Early this year, we learned that Utah was considering a bill to name a Browning pistol its official state firearm. Yes! Utah now has an official state gun. It beat out Arizona, which this week bestowed its honor on the Colt Single-Action Army pistol.
–Gail Collins, The New York Times

Symbols are powerful things.

Ms. Collins further reflected on Connecticut’s fight over naming an official state mammal, in which the whale vied with the deer. The whale won, which must have elated homeowners who have never once woken up to discover a whale had eaten their vegetable garden. In their quest for symbols, Connecticut has also elected the Corsair F4U as its state aircraft.

American politicians find thing-naming warrants serious deliberation. This discussion may keep them from dabbling in more alarming matters, like further reducing taxes of the wealthy, sending non-English-speakers back to their home countries, and protecting corporate profits.

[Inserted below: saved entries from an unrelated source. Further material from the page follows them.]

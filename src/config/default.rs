// Author: Eshan Roy
// SPDX-License-Identifier: MIT

//! The annotated configuration written by `cg init`.

/// Generate an example configuration file.
pub fn example_config() -> &'static str {
    r#"# cg configuration file
# SPDX-License-Identifier: MIT

# Commit type classification.
# Built-in rules (checked after the ones below, in this order):
#   test  -> test/, .test., .spec., __tests__/, tests/
#   docs  -> .md, docs/, README, CHANGELOG
#   ci    -> .github/, .gitlab-ci, .circleci/, jenkinsfile, .travis
#   build -> package.json, lock files, Gemfile, requirements.txt, pom.xml,
#            build.gradle, Makefile, Dockerfile, docker-compose
#   style -> .prettierrc, .eslintrc, .editorconfig
[classify]
default_type = "feat"

# Extra rules are regular expressions, matched case-insensitively
# anywhere in the path. The first matching rule wins. For example:
#
# [[classify.rules]]
# type = "perf"
# patterns = ["bench/", "benches/"]
#
# [[classify.rules]]
# type = "chore"
# patterns = ["^scripts/", "\\.gitignore$"]

# Scope extraction.
# src, lib, app, components, pages, api, tests, test and __tests__ are
# always skipped; list more generic directory names in `skip`.
[scope]
# skip = ["crates", "packages"]
fallback = "core"

# Report output.
[report]
color = true
examples = true
recommendations = true
"#
}
// Author: Eshan Roy
// SPDX-License-Identifier: MIT

//! Configuration schema definitions.
//!
//! Defines all configuration structures that can be loaded from cg.toml.

use serde::{Deserialize, Serialize};

/// The main configuration structure for cg.
#[derive(Debug, Clone, Serialize, Deserialize, Default)]
#[serde(default)]
pub struct CgConfig {
    /// Commit type classification.
    pub classify: ClassifyConfig,

    /// Scope extraction.
    pub scope: ScopeConfig,

    /// Report output.
    pub report: ReportConfig,
}

impl CgConfig {
    /// Load configuration from the default locations.
    pub fn load() -> crate::error::Result<Self> {
        super::loader::load_config()
    }

    /// Load configuration from a specific path.
    pub fn load_from(path: &std::path::Path) -> crate::error::Result<Self> {
        super::loader::load_config_from(path)
    }
}

/// Commit type classification settings.
#[derive(Debug, Clone, Serialize, Deserialize)]
#[serde(default)]
pub struct ClassifyConfig {
    /// Type used when no rule matches.
    pub default_type: CommitType,

    /// Extra rules, checked before the built-in table.
    pub rules: Vec<TypeRuleConfig>,
}

impl Default for ClassifyConfig {
    fn default() -> Self {
        Self {
            default_type: CommitType::Feat,
            rules: Vec::new(),
        }
    }
}

/// A user-supplied classification rule.
#[derive(Debug, Clone, Serialize, Deserialize)]
pub struct TypeRuleConfig {
    /// Commit type assigned on match.
    #[serde(rename = "type")]
    pub commit_type: CommitType,

    /// Case-insensitive regular expressions matched anywhere in the path.
    #[serde(default)]
    pub patterns: Vec<String>,
}

/// Scope extraction settings.
#[derive(Debug, Clone, Serialize, Deserialize)]
#[serde(default)]
pub struct ScopeConfig {
    /// Additional generic directory names to skip.
    pub skip: Vec<String>,

    /// Scope used when no path segment qualifies.
    pub fallback: String,
}

impl Default for ScopeConfig {
    fn default() -> Self {
        Self {
            skip: Vec::new(),
            fallback: "core".to_string(),
        }
    }
}

/// Report settings.
#[derive(Debug, Clone, Serialize, Deserialize)]
#[serde(default)]
pub struct ReportConfig {
    /// Whether to use colors.
    pub color: bool,

    /// Whether to print example commit messages.
    pub examples: bool,

    /// Whether to print the granularity recommendation.
    pub recommendations: bool,
}

impl Default for ReportConfig {
    fn default() -> Self {
        Self {
            color: true,
            examples: true,
            recommendations: true,
        }
    }
}

/// Conventional commit type.
#[derive(Debug, Clone, Copy, PartialEq, Eq, Hash, Serialize, Deserialize)]
#[serde(rename_all = "lowercase")]
pub enum CommitType {
    Feat,
    Fix,
    Docs,
    Style,
    Refactor,
    Perf,
    Test,
    Build,
    Ci,
    Chore,
}

impl CommitType {
    /// Get the string representation of the commit type.
    pub fn as_str(&self) -> &'static str {
        match self {
            CommitType::Feat => "feat",
            CommitType::Fix => "fix",
            CommitType::Docs => "docs",
            CommitType::Style => "style",
            CommitType::Refactor => "refactor",
            CommitType::Perf => "perf",
            CommitType::Test => "test",
            CommitType::Build => "build",
            CommitType::Ci => "ci",
            CommitType::Chore => "chore",
        }
    }

    /// Get a description of the commit type.
    pub fn description(&self) -> &'static str {
        match self {
            CommitType::Feat => "New feature",
            CommitType::Fix => "Bug fix",
            CommitType::Docs => "Documentation",
            CommitType::Style => "Code style/formatting",
            CommitType::Refactor => "Code refactoring",
            CommitType::Perf => "Performance improvement",
            CommitType::Test => "Tests",
            CommitType::Build => "Build system/dependencies",
            CommitType::Ci => "CI/CD configuration",
            CommitType::Chore => "Maintenance/tooling",
        }
    }

    /// Get all commit types.
    pub fn all() -> &'static [CommitType] {
        &[
            CommitType::Feat,
            CommitType::Fix,
            CommitType::Docs,
            CommitType::Style,
            CommitType::Refactor,
            CommitType::Perf,
            CommitType::Test,
            CommitType::Build,
            CommitType::Ci,
            CommitType::Chore,
        ]
    }
}

impl std::fmt::Display for CommitType {
    fn fmt(&self, f: &mut std::fmt::Formatter<'_>) -> std::fmt::Result {
        write!(f, "{}", self.as_str())
    }
}

#[cfg(test)]
mod tests {
    use super::*;

    #[test]
    fn test_default_config() {
        let config = CgConfig::default();
        assert_eq!(config.classify.default_type, CommitType::Feat);
        assert!(config.classify.rules.is_empty());
        assert_eq!(config.scope.fallback, "core");
        assert!(config.report.color);
    }

    #[test]
    fn test_commit_type_deserialize() {
        let config: CgConfig = toml::from_str("[classify]\ndefault_type = \"docs\"").unwrap();
        assert_eq!(config.classify.default_type, CommitType::Docs);
        assert!(toml::from_str::<CgConfig>("[classify]\ndefault_type = \"revert\"").is_err());
    }

    #[test]
    fn test_commit_type_display() {
        assert_eq!(CommitType::Ci.to_string(), "ci");
        assert_eq!(CommitType::Refactor.to_string(), "refactor");
    }

    #[test]
    fn test_commit_type_table_is_closed() {
        assert_eq!(CommitType::all().len(), 10);
        for t in CommitType::all() {
            let toml_str = format!("[classify]\ndefault_type = \"{}\"", t.as_str());
            let config: CgConfig = toml::from_str(&toml_str).unwrap();
            assert_eq!(config.classify.default_type, *t);
            assert!(!t.description().is_empty());
        }
    }

    #[test]
    fn test_config_serialization() {
        let config = CgConfig::default();
        let toml_str = toml::to_string(&config).unwrap();
        assert!(toml_str.contains("default_type = \"feat\""));
        assert!(toml_str.contains("fallback = \"core\""));
    }
}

Today, every state lines up some flora and fauna as symbols of their bragging rights. Florida’s unofficial state animal, the alligator, may be held in greater awe by tourists than by its governor. Gov. Rick Scott recently remarked he would be “receptive” to putting bullets in a gator if it would help promote the state’s tourism. Mr. Scott gets close to alligators only when he wears his gold-embossed, custom-made “governor” boots made of alligator skin.

New Jersey, the most densely populated state in the U.S., is commonly known as The Garden State. In 2004 it named the high bush blueberry as its official fruit, beating out the lowly cranberry. Wags have also joked that the state tree might realistically be changed from the red oak to the cell phone tower. This would be in keeping with frigid North Dakota, where the telephone pole has been suggested as the state tree.

Contrary to Wisconsin’s reputation for beer drinking, its official beverage is … milk, sharing this innocuous beverage with Maryland and North Dakota. As outraged Wisconsin citizens petition to recall Republican conservatives, the Dairy State might consider naming Gov. Scott Walker a piece of overripe cheese.

Startlingly, Texas even has a state cooking implement — the Dutch oven, that pot pioneers hung over campfires. Perhaps one would cook the state pastry — the sopaipilla honey cake—in it. And nibble on the state snack, the tortilla chip.

California’s contribution to ecology has the grizzly bear in the center of its flag, adopted in 1911. Grizzly bears, unfortunately, are now extinct there, replaced by swimming pools and freeways. It’s rumored that choosing the bear was in error. The original symbol was supposed to be the pear, but a poor telephone connection resulted in the more masculine ursinus horribilis. Imagine that conversation: “Can you hear me now? I said put a pear on the flag!”

All of these things — being “official” — make them just so much more respectable. And perhaps Arizona will consider the recent mayhem of Tucson residents and wounding of a U.S. Congresswoman its official massacre.